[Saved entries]
[Start of Attachment]

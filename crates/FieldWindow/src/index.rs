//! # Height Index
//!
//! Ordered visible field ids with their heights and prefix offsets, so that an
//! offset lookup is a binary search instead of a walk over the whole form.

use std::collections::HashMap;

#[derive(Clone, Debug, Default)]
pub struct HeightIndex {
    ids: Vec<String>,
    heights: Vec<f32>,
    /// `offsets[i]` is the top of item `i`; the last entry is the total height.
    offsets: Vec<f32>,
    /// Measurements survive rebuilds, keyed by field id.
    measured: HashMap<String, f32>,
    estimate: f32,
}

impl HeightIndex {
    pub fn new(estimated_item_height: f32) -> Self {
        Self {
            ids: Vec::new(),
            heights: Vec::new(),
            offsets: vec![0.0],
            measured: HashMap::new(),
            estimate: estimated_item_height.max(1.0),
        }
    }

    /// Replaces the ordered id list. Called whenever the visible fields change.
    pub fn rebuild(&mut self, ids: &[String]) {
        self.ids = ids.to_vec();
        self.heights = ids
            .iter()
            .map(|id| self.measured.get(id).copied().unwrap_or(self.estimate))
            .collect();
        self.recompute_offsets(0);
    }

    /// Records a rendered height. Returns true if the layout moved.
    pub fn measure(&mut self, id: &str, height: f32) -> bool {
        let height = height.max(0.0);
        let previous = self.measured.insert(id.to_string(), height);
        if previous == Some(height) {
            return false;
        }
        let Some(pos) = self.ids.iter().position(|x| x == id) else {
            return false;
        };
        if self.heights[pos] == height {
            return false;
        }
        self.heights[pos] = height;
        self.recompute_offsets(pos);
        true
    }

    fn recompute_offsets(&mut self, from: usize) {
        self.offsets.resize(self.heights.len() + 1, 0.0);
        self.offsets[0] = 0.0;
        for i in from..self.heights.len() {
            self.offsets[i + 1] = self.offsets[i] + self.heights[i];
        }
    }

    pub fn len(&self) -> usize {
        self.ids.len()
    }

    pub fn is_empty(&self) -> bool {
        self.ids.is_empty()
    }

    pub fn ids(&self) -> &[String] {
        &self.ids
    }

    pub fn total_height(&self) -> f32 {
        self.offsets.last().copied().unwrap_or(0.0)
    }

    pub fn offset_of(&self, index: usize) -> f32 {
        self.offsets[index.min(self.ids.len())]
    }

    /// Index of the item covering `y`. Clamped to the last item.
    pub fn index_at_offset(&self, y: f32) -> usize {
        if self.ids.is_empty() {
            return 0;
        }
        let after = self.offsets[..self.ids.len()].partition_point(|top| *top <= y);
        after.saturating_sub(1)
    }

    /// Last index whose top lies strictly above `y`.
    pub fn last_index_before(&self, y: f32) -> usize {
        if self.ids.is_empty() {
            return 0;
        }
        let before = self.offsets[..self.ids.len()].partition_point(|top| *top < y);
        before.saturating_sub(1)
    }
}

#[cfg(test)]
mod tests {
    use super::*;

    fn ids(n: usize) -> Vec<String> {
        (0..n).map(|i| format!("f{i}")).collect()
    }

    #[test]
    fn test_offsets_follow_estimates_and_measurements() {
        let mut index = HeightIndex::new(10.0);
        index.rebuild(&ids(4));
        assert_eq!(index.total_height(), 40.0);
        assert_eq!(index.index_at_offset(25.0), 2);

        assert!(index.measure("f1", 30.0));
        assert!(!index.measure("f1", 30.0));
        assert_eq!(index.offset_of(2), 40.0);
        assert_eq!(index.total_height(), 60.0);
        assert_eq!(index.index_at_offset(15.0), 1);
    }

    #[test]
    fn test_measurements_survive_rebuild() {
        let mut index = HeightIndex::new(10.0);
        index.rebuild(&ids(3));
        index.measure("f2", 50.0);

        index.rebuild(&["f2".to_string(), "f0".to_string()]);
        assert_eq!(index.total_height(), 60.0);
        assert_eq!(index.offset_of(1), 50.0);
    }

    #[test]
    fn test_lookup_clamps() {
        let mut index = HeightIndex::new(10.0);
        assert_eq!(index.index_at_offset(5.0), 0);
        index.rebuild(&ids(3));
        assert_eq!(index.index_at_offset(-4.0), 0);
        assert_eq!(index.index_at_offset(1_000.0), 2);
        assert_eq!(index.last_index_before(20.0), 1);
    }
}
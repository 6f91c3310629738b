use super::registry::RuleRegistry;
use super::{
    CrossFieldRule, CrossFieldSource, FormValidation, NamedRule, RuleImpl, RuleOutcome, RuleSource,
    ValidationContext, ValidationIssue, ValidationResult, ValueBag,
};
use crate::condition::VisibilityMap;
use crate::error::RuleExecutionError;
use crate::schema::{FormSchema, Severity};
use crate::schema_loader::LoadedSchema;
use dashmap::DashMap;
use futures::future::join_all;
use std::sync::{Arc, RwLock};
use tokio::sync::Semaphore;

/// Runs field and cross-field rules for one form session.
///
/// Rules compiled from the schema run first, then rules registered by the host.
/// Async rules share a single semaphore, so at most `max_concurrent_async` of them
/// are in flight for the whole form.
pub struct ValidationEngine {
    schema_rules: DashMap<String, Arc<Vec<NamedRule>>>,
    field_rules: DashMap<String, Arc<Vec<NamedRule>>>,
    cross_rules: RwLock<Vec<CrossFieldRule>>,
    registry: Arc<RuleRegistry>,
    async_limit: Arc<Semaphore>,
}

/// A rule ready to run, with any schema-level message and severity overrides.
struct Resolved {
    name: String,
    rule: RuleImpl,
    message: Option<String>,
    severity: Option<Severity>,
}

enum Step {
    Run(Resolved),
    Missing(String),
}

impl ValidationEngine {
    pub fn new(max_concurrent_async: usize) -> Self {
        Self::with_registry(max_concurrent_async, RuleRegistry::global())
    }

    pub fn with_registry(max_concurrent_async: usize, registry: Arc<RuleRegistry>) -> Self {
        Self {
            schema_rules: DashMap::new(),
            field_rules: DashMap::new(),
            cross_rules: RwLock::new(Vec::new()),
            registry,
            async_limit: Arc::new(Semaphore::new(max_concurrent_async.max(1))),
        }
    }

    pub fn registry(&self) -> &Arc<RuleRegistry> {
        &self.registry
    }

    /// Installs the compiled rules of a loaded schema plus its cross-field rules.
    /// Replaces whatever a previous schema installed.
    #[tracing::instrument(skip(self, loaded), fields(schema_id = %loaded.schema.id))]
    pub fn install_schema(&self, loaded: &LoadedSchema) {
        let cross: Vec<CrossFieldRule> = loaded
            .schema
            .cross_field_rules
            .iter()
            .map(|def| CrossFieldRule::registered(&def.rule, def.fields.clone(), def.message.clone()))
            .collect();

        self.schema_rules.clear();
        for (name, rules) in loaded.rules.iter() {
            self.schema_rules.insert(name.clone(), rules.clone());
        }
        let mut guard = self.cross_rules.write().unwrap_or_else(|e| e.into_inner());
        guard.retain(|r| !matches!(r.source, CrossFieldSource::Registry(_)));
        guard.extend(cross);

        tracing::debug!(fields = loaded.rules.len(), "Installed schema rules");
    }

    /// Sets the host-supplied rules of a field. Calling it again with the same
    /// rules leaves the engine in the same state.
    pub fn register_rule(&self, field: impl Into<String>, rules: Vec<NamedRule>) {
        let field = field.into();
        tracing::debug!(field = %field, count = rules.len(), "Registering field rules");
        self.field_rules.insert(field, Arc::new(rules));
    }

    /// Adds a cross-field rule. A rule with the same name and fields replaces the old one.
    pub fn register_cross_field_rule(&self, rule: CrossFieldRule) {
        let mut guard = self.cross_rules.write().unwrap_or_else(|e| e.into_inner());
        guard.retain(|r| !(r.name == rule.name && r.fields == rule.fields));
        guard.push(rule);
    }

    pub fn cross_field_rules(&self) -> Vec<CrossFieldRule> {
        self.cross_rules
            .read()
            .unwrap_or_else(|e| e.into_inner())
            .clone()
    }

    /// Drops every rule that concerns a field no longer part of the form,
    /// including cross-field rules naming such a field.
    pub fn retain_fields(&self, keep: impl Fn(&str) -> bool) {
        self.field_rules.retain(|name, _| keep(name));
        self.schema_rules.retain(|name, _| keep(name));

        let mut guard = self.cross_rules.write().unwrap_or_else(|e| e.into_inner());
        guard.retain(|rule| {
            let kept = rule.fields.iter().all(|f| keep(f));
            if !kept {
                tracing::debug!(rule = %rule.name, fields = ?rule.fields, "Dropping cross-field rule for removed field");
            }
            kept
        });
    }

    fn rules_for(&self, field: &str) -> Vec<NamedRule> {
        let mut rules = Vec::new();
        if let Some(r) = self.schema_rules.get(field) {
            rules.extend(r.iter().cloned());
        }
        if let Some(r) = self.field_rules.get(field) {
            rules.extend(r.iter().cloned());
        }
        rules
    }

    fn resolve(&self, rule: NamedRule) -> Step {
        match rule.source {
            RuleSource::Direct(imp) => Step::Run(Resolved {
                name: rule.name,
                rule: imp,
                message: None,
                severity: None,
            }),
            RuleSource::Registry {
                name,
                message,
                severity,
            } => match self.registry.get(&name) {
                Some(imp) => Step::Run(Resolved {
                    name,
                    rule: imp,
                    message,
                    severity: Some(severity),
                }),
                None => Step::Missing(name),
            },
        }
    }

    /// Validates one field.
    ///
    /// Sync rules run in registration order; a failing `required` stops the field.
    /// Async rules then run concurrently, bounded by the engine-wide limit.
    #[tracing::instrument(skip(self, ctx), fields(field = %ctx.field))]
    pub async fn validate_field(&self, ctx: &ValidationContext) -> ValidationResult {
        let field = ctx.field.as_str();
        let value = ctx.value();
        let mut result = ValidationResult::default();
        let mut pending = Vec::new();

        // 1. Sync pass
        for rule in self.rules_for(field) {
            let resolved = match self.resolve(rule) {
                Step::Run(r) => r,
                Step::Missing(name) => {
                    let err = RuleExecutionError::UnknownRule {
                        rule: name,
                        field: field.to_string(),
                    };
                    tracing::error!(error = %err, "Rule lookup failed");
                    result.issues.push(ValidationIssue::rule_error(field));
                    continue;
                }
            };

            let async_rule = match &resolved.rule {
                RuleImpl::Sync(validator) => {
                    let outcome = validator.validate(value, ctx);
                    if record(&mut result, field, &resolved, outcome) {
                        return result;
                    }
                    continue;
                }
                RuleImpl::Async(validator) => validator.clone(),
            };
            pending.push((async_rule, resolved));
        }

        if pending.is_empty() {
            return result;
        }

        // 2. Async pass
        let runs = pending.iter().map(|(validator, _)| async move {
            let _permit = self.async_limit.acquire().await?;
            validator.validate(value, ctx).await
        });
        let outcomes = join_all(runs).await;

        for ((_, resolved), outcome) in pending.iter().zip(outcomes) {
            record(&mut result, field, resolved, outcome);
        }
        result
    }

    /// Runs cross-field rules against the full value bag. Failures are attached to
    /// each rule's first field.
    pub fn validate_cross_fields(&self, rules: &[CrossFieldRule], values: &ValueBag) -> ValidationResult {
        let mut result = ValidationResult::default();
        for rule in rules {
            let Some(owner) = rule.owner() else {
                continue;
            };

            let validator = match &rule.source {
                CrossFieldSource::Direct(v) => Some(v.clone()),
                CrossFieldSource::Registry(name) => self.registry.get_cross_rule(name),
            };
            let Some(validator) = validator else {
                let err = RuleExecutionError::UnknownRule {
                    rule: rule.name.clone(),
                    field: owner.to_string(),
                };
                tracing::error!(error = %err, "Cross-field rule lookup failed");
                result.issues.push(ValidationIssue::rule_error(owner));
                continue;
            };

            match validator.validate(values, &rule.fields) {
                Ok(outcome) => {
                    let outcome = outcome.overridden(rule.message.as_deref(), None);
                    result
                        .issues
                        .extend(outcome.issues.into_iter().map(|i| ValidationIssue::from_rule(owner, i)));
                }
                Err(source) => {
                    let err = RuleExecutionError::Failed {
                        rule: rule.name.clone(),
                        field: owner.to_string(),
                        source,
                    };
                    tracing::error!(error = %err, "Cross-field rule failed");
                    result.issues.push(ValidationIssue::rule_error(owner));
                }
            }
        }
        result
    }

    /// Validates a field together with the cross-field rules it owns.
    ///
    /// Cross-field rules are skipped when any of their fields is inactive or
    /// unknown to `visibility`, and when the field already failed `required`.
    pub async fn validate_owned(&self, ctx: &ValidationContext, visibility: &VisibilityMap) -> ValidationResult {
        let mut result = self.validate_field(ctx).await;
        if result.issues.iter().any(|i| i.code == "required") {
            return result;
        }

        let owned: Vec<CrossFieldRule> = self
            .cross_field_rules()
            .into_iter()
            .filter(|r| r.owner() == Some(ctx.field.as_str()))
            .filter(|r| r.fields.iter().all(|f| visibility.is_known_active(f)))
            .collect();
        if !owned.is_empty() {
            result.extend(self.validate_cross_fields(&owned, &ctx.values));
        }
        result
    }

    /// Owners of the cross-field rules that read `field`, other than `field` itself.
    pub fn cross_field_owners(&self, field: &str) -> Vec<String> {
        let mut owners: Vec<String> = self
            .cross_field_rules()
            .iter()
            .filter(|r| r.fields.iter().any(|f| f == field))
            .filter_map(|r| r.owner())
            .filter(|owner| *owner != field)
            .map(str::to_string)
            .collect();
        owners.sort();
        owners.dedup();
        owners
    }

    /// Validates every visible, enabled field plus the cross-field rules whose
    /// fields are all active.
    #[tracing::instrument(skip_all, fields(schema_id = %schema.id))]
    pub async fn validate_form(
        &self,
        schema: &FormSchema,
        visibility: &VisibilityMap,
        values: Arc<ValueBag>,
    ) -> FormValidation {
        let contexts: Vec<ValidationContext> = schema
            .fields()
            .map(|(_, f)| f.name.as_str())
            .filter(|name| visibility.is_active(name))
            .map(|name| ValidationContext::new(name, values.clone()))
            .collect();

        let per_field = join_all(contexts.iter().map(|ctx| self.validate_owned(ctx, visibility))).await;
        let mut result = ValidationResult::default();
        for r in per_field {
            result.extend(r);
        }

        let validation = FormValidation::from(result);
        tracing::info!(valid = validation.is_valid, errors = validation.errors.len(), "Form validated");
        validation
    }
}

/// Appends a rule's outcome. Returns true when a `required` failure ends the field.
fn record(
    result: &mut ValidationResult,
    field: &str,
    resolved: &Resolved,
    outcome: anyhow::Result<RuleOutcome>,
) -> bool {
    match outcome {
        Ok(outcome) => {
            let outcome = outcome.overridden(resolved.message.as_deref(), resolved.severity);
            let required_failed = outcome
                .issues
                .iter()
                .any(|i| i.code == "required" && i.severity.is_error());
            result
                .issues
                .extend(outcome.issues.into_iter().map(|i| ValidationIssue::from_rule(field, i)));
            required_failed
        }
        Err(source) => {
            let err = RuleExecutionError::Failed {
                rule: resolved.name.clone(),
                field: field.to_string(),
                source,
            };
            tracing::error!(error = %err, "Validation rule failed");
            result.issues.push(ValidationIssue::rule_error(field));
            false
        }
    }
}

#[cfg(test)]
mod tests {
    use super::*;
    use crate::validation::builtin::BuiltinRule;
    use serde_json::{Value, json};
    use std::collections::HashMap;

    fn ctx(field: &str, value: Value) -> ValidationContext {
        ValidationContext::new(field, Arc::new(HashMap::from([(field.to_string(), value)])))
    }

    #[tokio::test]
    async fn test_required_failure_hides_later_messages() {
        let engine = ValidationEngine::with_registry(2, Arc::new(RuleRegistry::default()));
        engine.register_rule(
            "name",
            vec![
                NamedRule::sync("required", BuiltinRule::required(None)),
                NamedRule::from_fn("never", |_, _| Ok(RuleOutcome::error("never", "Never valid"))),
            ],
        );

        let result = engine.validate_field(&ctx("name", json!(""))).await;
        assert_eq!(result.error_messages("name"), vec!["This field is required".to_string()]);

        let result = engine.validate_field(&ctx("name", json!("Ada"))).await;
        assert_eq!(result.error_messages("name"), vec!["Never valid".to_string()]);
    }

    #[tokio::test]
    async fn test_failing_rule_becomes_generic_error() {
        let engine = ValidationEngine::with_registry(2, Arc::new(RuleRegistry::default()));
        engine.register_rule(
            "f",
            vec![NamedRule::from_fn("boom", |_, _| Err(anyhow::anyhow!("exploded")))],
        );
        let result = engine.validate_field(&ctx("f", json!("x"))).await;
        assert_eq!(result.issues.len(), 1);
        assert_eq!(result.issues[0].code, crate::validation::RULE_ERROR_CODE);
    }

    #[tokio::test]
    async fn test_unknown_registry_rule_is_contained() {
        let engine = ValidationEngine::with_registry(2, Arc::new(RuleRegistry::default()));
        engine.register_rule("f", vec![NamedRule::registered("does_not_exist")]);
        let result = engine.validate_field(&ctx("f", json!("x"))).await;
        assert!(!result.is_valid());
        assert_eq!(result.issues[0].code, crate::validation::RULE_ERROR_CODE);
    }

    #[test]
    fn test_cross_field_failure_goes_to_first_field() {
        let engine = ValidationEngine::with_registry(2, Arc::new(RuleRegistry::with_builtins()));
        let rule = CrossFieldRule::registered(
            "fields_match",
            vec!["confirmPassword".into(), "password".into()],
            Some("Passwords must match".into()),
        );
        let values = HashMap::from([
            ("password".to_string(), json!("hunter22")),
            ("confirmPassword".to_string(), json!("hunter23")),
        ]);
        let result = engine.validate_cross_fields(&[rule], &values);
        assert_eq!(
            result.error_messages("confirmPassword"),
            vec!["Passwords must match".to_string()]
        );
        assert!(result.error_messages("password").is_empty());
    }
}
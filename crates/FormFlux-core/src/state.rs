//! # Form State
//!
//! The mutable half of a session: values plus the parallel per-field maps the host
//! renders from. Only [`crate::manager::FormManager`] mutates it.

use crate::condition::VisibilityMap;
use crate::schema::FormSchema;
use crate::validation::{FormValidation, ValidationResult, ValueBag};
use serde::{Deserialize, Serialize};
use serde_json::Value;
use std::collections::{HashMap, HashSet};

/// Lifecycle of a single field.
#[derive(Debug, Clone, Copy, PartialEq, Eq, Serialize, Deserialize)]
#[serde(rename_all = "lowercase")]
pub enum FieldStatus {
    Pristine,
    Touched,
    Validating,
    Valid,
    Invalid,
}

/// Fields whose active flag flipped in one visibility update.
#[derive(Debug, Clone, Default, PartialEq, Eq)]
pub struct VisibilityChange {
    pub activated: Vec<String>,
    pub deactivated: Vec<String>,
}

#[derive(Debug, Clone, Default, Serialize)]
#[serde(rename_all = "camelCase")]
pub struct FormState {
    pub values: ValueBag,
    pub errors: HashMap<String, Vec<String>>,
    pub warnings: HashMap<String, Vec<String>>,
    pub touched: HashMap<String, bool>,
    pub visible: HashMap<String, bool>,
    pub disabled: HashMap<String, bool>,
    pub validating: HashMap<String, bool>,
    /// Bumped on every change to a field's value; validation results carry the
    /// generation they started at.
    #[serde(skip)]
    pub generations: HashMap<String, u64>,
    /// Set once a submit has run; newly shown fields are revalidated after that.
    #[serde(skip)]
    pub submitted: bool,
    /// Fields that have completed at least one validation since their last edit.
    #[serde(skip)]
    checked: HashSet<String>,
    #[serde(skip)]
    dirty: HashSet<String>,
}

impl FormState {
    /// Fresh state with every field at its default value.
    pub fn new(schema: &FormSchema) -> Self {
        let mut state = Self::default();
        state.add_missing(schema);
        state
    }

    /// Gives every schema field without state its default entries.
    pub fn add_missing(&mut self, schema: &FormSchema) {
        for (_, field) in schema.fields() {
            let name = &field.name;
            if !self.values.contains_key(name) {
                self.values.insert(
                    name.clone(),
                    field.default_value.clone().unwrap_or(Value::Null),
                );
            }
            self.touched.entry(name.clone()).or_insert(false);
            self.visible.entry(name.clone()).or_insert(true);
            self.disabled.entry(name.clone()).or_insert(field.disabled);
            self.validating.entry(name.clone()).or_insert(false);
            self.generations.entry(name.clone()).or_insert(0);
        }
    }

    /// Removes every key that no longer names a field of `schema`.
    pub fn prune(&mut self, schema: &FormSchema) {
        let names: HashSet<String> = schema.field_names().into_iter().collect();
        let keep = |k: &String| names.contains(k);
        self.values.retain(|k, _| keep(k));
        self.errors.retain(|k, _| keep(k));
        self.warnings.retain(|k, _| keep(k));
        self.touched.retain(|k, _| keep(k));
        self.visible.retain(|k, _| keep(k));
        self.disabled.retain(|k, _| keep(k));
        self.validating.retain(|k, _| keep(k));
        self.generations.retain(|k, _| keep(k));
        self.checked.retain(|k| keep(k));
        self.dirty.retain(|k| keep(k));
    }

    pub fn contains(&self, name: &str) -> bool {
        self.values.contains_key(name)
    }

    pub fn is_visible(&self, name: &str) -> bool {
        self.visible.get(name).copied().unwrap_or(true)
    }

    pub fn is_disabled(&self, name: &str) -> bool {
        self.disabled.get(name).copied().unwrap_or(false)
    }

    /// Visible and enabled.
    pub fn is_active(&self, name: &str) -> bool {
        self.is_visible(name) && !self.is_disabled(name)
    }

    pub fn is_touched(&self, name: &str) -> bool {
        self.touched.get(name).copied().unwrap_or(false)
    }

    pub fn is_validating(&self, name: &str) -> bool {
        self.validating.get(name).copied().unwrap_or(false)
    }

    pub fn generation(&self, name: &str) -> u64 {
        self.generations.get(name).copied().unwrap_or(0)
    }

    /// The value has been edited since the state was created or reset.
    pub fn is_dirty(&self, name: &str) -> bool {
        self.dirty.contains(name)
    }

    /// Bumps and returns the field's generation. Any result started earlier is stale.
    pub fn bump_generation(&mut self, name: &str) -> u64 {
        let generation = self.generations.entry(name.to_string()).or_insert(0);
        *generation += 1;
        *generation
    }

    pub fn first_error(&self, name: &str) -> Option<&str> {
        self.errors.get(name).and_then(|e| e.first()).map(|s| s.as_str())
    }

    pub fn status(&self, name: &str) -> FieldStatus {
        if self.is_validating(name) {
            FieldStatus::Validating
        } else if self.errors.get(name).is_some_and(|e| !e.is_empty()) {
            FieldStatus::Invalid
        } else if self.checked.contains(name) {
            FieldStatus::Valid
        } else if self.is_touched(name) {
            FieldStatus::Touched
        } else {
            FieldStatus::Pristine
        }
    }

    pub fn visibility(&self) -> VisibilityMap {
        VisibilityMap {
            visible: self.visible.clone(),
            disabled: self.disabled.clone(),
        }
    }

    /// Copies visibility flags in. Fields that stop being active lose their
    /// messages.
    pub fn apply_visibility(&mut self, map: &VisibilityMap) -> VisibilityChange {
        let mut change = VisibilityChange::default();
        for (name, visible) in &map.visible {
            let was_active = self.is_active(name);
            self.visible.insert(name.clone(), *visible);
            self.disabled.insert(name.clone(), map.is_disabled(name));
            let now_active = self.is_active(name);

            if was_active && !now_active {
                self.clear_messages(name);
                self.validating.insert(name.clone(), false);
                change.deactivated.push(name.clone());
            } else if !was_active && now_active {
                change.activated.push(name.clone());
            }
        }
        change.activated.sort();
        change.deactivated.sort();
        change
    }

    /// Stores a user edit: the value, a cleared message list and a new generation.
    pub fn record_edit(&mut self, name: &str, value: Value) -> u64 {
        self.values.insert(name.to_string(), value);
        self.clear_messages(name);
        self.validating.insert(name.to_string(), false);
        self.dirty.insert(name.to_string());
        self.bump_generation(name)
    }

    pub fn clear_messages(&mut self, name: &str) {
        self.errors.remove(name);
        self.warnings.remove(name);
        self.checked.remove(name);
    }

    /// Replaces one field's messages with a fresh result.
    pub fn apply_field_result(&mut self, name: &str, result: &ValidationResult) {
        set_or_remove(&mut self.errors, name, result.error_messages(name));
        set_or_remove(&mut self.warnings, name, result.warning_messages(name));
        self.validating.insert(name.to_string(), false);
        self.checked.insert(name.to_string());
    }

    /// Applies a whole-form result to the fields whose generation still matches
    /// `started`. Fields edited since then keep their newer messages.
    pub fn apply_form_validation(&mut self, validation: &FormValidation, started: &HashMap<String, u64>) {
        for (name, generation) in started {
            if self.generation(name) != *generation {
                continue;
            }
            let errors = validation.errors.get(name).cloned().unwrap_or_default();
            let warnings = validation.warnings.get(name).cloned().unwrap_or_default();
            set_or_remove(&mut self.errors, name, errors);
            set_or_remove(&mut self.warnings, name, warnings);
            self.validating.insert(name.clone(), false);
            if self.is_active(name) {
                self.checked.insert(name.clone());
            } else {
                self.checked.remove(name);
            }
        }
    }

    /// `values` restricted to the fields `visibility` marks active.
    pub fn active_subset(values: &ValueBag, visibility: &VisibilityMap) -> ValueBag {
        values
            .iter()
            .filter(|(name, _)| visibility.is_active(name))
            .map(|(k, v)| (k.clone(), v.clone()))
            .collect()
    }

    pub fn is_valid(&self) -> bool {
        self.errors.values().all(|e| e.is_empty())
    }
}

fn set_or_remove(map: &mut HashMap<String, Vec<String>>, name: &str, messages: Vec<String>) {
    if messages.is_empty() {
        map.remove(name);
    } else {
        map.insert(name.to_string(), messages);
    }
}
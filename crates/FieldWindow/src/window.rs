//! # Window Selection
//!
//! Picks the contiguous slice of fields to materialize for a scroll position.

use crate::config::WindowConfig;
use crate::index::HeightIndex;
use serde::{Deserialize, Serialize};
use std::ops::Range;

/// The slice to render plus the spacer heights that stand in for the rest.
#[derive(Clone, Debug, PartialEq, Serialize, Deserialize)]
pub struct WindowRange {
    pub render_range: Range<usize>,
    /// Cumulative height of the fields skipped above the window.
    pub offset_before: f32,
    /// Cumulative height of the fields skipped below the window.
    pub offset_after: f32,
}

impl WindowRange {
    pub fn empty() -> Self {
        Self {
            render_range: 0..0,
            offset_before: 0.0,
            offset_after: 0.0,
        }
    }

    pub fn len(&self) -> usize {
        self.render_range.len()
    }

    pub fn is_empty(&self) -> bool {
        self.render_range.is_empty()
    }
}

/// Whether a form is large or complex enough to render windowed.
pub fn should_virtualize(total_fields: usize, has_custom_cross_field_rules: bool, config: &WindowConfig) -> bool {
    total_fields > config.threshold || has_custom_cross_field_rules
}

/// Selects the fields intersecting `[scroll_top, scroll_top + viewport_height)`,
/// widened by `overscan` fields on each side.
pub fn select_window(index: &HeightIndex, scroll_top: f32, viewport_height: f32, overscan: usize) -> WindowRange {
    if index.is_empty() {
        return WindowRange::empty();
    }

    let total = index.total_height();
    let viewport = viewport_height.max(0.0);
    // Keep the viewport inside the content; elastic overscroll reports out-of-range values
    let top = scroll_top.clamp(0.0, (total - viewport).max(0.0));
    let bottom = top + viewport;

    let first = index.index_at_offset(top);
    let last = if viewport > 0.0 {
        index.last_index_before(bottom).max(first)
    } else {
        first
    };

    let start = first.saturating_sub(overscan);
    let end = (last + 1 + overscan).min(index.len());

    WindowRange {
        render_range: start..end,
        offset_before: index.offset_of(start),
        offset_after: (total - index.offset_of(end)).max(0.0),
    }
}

[End of Attachment]

> **Exercise goal**: From the records above, return each line that includes "CrossFieldSource".

> **Task solution**:
    CrossFieldRule, CrossFieldSource, FormValidation, NamedRule, RuleImpl, RuleOutcome, RuleSource,
        guard.retain(|r| !matches!(r.source, CrossFieldSource::Registry(_)));
                CrossFieldSource::Direct(v) => Some(v.clone()),
                CrossFieldSource::Registry(name) => self.registry.get_cross_rule(name),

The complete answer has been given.